コミケへの聖歌【ラノベ感想】
コミケへの聖歌
著:カスガ
イラスト:toi8
出版:早川書房
アマゾンのあらすじより
二十一世紀半ばに文明は滅んだ。東京は赤い霧に包まれ、そこから戻って来た者はいない。山奥の僻村イリス沢に生き残った少数の人々は、原始的な農耕と苛酷な封建制の下で命を繋いでいる。そんな時代でも、少女たちは廃屋を改造した〈部室〉に集まり、タンポポの〈お茶〉を優雅に楽しみながら、友情に、部活に、マンガにと、青春を謳歌する。彼女ら《イリス漫画同好会》の次なる目標は〈コミケ〉、それは旧時代に東京の海辺に存在したマンガの楽園だ。文明の崩壊後を描く、ポストアポカリプス部活SF。
感想
おもしろかったです。
文明崩壊後の世界で同人誌を書いて、コミケにいくのを楽しみにしてよんだところ、そういうお話じゃありませんでした。ある種の表紙サギですね、女子校生がわいわいと同人誌をつくるのを愛でるお話ではありません。

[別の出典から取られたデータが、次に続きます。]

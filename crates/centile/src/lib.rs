//! # Centile — Pediatric Growth Reference Engine for Rust
//!
//! A pure, stateless engine that converts a child's anthropometric
//! measurement (weight, height/length, head circumference, BMI) plus age and
//! sex into a percentile and Z-score against a published pediatric growth
//! reference standard.
//!
//! ## Supported standards
//!
//! | Standard | Measurements | Age domain | Method |
//! |---|---|---|---|
//! | CDC (child) | weight, height, BMI | 24-240 months | LMS |
//! | CDC (infant) | weight, height, head circumference | 0-36 months | LMS |
//! | WHO | weight, height, head circumference, BMI | 0-24 months | LMS |
//! | INTERGROWTH-21st | weight, length, head circumference | 24-42 gestational weeks | percentile table |
//!
//! CDC and WHO standards publish LMS (Box-Cox) parameters per age anchor;
//! the engine interpolates them to the exact query age, computes a Z-score,
//! and converts it to a percentile through the Abramowitz-Stegun normal-CDF
//! approximation. INTERGROWTH-21st publishes percentile anchors only, so the
//! percentile is interpolated directly between tabulated values.
//!
//! ## Quick Start
//!
//! ```rust
//! use centile::prelude::*;
//!
//! // Reference tables are loaded once at startup; two WHO weight-for-age
//! // anchors for boys are enough for a working example.
//! let rows = vec![
//!     ReferenceRow {
//!         sex: Male,
//!         age: PediatricAge::Months(11.0),
//!         lms: Some(LmsParams::new(-0.0756, 9.4089, 0.11316)),
//!         anchors: PercentileAnchors {
//!             p3: 7.72, p5: 7.93, p10: 8.23, p25: Some(8.77),
//!             p50: 9.41, p75: Some(10.11), p90: 10.82, p95: 11.28, p97: 11.59,
//!         },
//!     },
//!     ReferenceRow {
//!         sex: Male,
//!         age: PediatricAge::Months(12.0),
//!         lms: Some(LmsParams::new(-0.0884, 9.6479, 0.11392)),
//!         anchors: PercentileAnchors {
//!             p3: 7.90, p5: 8.12, p10: 8.43, p25: Some(8.98),
//!             p50: 9.65, p75: Some(10.37), p90: 11.10, p95: 11.57, p97: 11.89,
//!         },
//!     },
//! ];
//!
//! let mut store = ReferenceStore::new();
//! store.insert(ReferenceSeries::new(Who, Weight, rows)?);
//!
//! // Build the engine
//! let engine = Centile::new().build(&store)?;
//!
//! // Assess a 9.6 kg boy at 12 months
//! let result = engine.assess(Who, Weight, &Measurement::postnatal(9.6, 12.0, Male))?;
//!
//! println!("{}", result);
//! # Result::<(), CentileError>::Ok(())
//! ```
//!
//! ### Configured engines
//!
//! The behaviors that differ between historical call sites are explicit
//! configuration, not hard-coded choices:
//!
//! ```rust
//! use centile::prelude::*;
//!
//! # let store = ReferenceStore::new();
//! let engine = Centile::new()
//!     .lookup_mode(LmsOnly)          // copy anchors from the lower row
//!     .preterm_lookup(Interpolated)  // interpolate preterm anchors
//!     .age_rounding(HalfMonth)       // round query ages to 0.5 months
//!     .max_weight_kg(300.0)          // plausibility caps
//!     .max_height_cm(250.0)
//!     .build(&store)?;
//! # let _ = engine;
//! # Result::<(), CentileError>::Ok(())
//! ```
//!
//! ### Result and Error Handling
//!
//! `assess` returns a `Result<PercentileResult, CentileError>`. Errors are
//! pure values partitioned into three kinds — validation, reference data,
//! and computation — so callers can render domain-specific messages:
//!
//! ```rust
//! use centile::prelude::*;
//!
//! # let store = ReferenceStore::new();
//! let engine = Centile::new().build(&store)?;
//! let toddler = Measurement::postnatal(11.5, 23.0, Female);
//!
//! match engine.assess(CdcChild, Weight, &toddler) {
//!     Ok(result) => println!("percentile {:.1}", result.calculated_percentile),
//!     Err(e) if e.kind() == ErrorKind::Validation => {
//!         // e.g. age 23 months is below the CDC child window (24-240)
//!         eprintln!("invalid request: {e}");
//!     }
//!     Err(e) => eprintln!("assessment failed: {e}"),
//! }
//! # Result::<(), CentileError>::Ok(())
//! ```
//!
//! ## no_std support
//!
//! The crate supports `no_std` environments (reference tables built in
//! code or deserialized through `serde` with `alloc`). Disable default
//! features to remove the standard library dependency:
//!
//! ```toml
//! [dependencies]
//! centile = { version = "0.1", default-features = false }
//! ```
//!
//! JSON table loading, the process-wide store, and date-based age
//! derivation require `std`.
//!
//! ## References
//!
//! - Cole, T. J. (1990). "The LMS method for constructing normalized
//!   growth standards"
//! - Abramowitz, M. & Stegun, I. A. (1964). "Handbook of Mathematical
//!   Functions", formula 7.1.26
//! - Villar, J. et al. (2014). "International standards for newborn weight,
//!   length, and head circumference by gestational age and sex"

#![cfg_attr(not(feature = "std"), no_std)]

#[cfg(not(feature = "std"))]
#[macro_use]
extern crate alloc;

// Layer 1: Primitives - domain types, errors, and age utilities.
mod primitives;

// Layer 2: Math - pure mathematical functions.
mod math;

// Layer 3: Store - immutable reference table data.
mod store;

// Layer 4: Algorithms - lookup, interpolation, and percentile computation.
mod algorithms;

// Layer 5: Engine - validation, orchestration, and output.
mod engine;

// High-level fluent API for growth assessment.
mod api;

// Standard centile prelude.
pub mod prelude {
    pub use crate::api::{
        AgeRounding::{Exact, HalfMonth},
        CentileBuilder as Centile, CentileEngine, CentileError, ErrorKind, GestationalAge,
        GrowthStandard::{CdcChild, CdcInfant, Intergrowth, Who},
        InterpolatedPoint, LmsParams,
        LookupMode::{FullInterpolation, LmsOnly},
        Measurement,
        MeasurementType::{Bmi, HeadCircumference, Height, Weight},
        PediatricAge, PercentileAnchors, PercentileResult,
        PretermLookup::{Interpolated, Nearest},
        RawRequest, ReferenceRow, ReferenceSeries,
        Sex::{Female, Male},
    };
    pub use crate::primitives::types::{GrowthStandard, MeasurementType, Sex};
    pub use crate::store::registry::ReferenceStore;
}

// Internal modules for development and testing.
//
// This module re-exports internal modules for development and testing
// purposes. It is only available with the `dev` feature enabled.
#[cfg(feature = "dev")]
pub mod internals {
    pub mod primitives {
        pub use crate::primitives::*;
    }
    pub mod math {
        pub use crate::math::*;
    }
    pub mod store {
        pub use crate::store::*;
    }
    pub mod algorithms {
        pub use crate::algorithms::*;
    }
    pub mod engine {
        pub use crate::engine::*;
    }
    pub mod api {
        pub use crate::api::*;
    }
}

早川書房からSFと銘うって発売されているだけあって、シンプルな展開じゃありませんでした。おもいっきり文明が崩壊していました。
なんといっても作中での文明が崩壊する描写が生々しいんですよ。
魔物とか宇宙人は一切関係ありません。原因は全て、人間同士のおろかな争いです。
戦争が起きて荒廃し、わずかに残った資源すら戦争で使い果たすんです。技術や文明の継承なんて二の次で、食べて命の繋ぐのが精一杯って厳しさです。
村を襲ってくる食い詰めた生存者から、武器を取って身を守らなきゃならないと、厳しさMAXですよ。
文明崩壊の流れがこれってあるかも、ないとはいいきれないって妙なリアリティを感じてしまう作品です。きっと食べるのすら困ったら個人の自由なんていってられず、こんなふうに365日食べるために働き続けるんだろうなあ。
物語はそんな厳しい時代から少し経って、衣食住がギリギリ確保され真面目に働けば食べていける時代のお話です。
だから親からは遊んでばっかり、といわれながらも創作活動をする余裕もあるわけですね。
しかし多少の余裕はあっても厳しい時代です。
同人仲間の友人との立場の違い、そしてその立場の違いが生き方までを左右していました。
部室の中を中心に描かれるのに、そこに村の縮図が存在しているかのような世界の緻密さが面白かったです。
このシーンは何を下敷きにしたのかな?とか、このシーンはこんな意味を込めているのかな?と考察しながらよむのが好きな方へオススメです。